Chapter 7 and Chapter 13 function very differently. In a Chapter 7 bankruptcy, debtors ask the court to eliminate their liability for certain debts in exchange for surrendering some or all of their property. Chapter 7 bankruptcy is typically suited to debtors who have few assets and lack sufficient income to repay their debts. In a Chapter 13 bankruptcy, you keep your assets but you must agree to repay some or all of what you owe over a three- to five-year period. Filing either chapter automatically enforces a stay against your creditors that prevents them from pursuing collection actions against you.

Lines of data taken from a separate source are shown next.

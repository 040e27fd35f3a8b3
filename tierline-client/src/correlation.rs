//! Pending-call correlation.
//!
//! A node that calls its downstream peer registers a [`Continuation`] under a
//! freshly generated [`CallId`], embeds the id in the outgoing event, and
//! resolves the entry when a reply carrying the same id comes back on the
//! channel. Replies may arrive in any order, interleaved with broadcasts.
//!
//! Guarantees:
//! - ids are unique for the lifetime of the table (monotonic counter)
//! - resolving removes the entry before the continuation fires, so each
//!   continuation fires at most once
//! - resolving an unknown id is a silent no-op (late or duplicate reply)
//!
//! Entries whose reply never arrives stay resident unless the owner runs
//! [`PendingCalls::expire`] (see [`PendingCalls::spawn_expiry`]).

use crate::connection::ConnectionHandle;
use crate::error::CorrelationError;
use serde::{Deserialize, Serialize};
use std::collections::hash_map::Entry;
use std::collections::HashMap;
use std::fmt;
use std::sync::atomic::{AtomicU64, Ordering};
use std::sync::{Arc, Mutex, MutexGuard, PoisonError};
use std::time::{Duration, Instant};
use tokio::sync::oneshot;
use tokio::task::JoinHandle;

/// Identifier linking a call to its reply.
///
/// Serialized as a bare integer (`requestId` / `queryId` on the wire).
#[derive(Debug, Clone, Copy, PartialEq, Eq, Hash, PartialOrd, Ord, Serialize, Deserialize)]
#[serde(transparent)]
pub struct CallId(u64);

impl CallId {
    /// Wrap a raw id.
    #[must_use]
    pub const fn new(raw: u64) -> Self {
        Self(raw)
    }

    /// The raw id.
    #[must_use]
    pub const fn get(self) -> u64 {
        self.0
    }
}

impl fmt::Display for CallId {
    fn fmt(&self, f: &mut fmt::Formatter<'_>) -> fmt::Result {
        write!(f, "{}", self.0)
    }
}

/// What to do with a reply once it arrives.
#[derive(Debug)]
pub enum Continuation<R> {
    /// Complete an HTTP request that is awaiting the reply.
    RespondHttp(oneshot::Sender<R>),
    /// Emit the reply as `event` on a persistent connection.
    EmitToConnection {
        connection: ConnectionHandle,
        event: &'static str,
    },
    /// Resolve an internal future awaiting the reply.
    ResolveFuture(oneshot::Sender<R>),
}

impl<R: Serialize> Continuation<R> {
    /// Deliver `result` to the waiting party.
    ///
    /// Returns `false` when the destination is already gone (dropped receiver
    /// or closed connection); that case is not an error.
    pub fn fire(self, result: R) -> bool {
        match self {
            Self::RespondHttp(tx) | Self::ResolveFuture(tx) => tx.send(result).is_ok(),
            Self::EmitToConnection { connection, event } => connection.emit(event, &result),
        }
    }

    /// Short name of the continuation kind, for logs.
    #[must_use]
    pub fn kind(&self) -> &'static str {
        match self {
            Self::RespondHttp(_) => "respond-http",
            Self::EmitToConnection { .. } => "emit-to-connection",
            Self::ResolveFuture(_) => "resolve-future",
        }
    }
}

struct PendingEntry<R> {
    continuation: Continuation<R>,
    registered_at: Instant,
}

/// Node-local table of in-flight calls.
pub struct PendingCalls<R> {
    next_id: AtomicU64,
    entries: Mutex<HashMap<CallId, PendingEntry<R>>>,
}

impl<R> Default for PendingCalls<R> {
    fn default() -> Self {
        Self {
            next_id: AtomicU64::new(1),
            entries: Mutex::new(HashMap::new()),
        }
    }
}

impl<R: Serialize> PendingCalls<R> {
    /// Create an empty table.
    #[must_use]
    pub fn new() -> Self {
        Self::default()
    }

    /// Generate a fresh call id.
    pub fn next_id(&self) -> CallId {
        CallId(self.next_id.fetch_add(1, Ordering::Relaxed))
    }

    /// Register a continuation under `id`.
    ///
    /// # Errors
    ///
    /// Returns [`CorrelationError::DuplicateCall`] if `id` is already pending.
    /// Ids from [`next_id`](Self::next_id) never collide, so this indicates a
    /// caller bug.
    pub fn register(&self, id: CallId, continuation: Continuation<R>) -> Result<(), CorrelationError> {
        match self.lock().entry(id) {
            Entry::Occupied(_) => Err(CorrelationError::DuplicateCall(id)),
            Entry::Vacant(slot) => {
                tracing::debug!("Registered call {} ({})", id, continuation.kind());
                slot.insert(PendingEntry {
                    continuation,
                    registered_at: Instant::now(),
                });
                Ok(())
            }
        }
    }

    /// Generate an id and register `continuation` under it.
    ///
    /// # Errors
    ///
    /// Returns an error only if the generated id is already taken by a manual
    /// [`register`](Self::register).
    pub fn dispatch(&self, continuation: Continuation<R>) -> Result<CallId, CorrelationError> {
        let id = self.next_id();
        self.register(id, continuation)?;
        Ok(id)
    }

    /// Fire and remove the continuation registered under `id`.
    ///
    /// Returns `false` if no call with this id is pending.
    pub fn resolve(&self, id: CallId, result: R) -> bool {
        let entry = self.lock().remove(&id);
        let Some(entry) = entry else {
            tracing::debug!("Dropping reply for unknown call {}", id);
            return false;
        };

        let kind = entry.continuation.kind();
        if !entry.continuation.fire(result) {
            tracing::debug!("Caller of call {} ({}) is gone", id, kind);
        }
        true
    }

    /// Evict calls pending for at least `max_age`, firing each with the
    /// result produced by `on_timeout`.
    ///
    /// Returns the number of evicted calls.
    pub fn expire(&self, max_age: Duration, on_timeout: impl Fn(CallId) -> R) -> usize {
        let now = Instant::now();
        let expired: Vec<(CallId, PendingEntry<R>)> = {
            let mut entries = self.lock();
            let ids: Vec<CallId> = entries
                .iter()
                .filter(|(_, entry)| now.duration_since(entry.registered_at) >= max_age)
                .map(|(id, _)| *id)
                .collect();
            ids.into_iter()
                .filter_map(|id| entries.remove(&id).map(|entry| (id, entry)))
                .collect()
        };

        let count = expired.len();
        for (id, entry) in expired {
            tracing::warn!("Call {} timed out after {:?}", id, max_age);
            entry.continuation.fire(on_timeout(id));
        }
        count
    }

    /// Whether a call with this id is pending.
    #[must_use]
    pub fn contains(&self, id: CallId) -> bool {
        self.lock().contains_key(&id)
    }

    /// Number of pending calls.
    #[must_use]
    pub fn len(&self) -> usize {
        self.lock().len()
    }

    /// Whether no call is pending.
    #[must_use]
    pub fn is_empty(&self) -> bool {
        self.len() == 0
    }

    fn lock(&self) -> MutexGuard<'_, HashMap<CallId, PendingEntry<R>>> {
        self.entries.lock().unwrap_or_else(PoisonError::into_inner)
    }
}

impl<R: Serialize + Send + 'static> PendingCalls<R> {
    /// Periodically expire calls older than `max_age`.
    ///
    /// The sweep runs every `max_age / 2` (at least every 100ms) until the
    /// returned task is aborted.
    pub fn spawn_expiry(
        self: Arc<Self>,
        max_age: Duration,
        on_timeout: fn(CallId) -> R,
    ) -> JoinHandle<()> {
        let period = (max_age / 2).max(Duration::from_millis(100));
        tokio::spawn(async move {
            let mut interval = tokio::time::interval(period);
            loop {
                interval.tick().await;
                self.expire(max_age, on_timeout);
            }
        })
    }
}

The eligibility guidelines vary for Chapter 7 and Chapter 13. To qualify for Chapter 7, you must successfully pass the means test. The means test measures your median income for the previous six months against state median income levels by household size. If your median income is equal to or less than the median income limit for your family size, you automatically pass the means test and are eligible for Chapter 7. To qualify for Chapter 13, you must have a regular source of income that is greater than your monthly expenses. As of 2011, you may include no more than $360,475 in unsecured debt and $1,081,400 in secured debt in a Chapter 13 case.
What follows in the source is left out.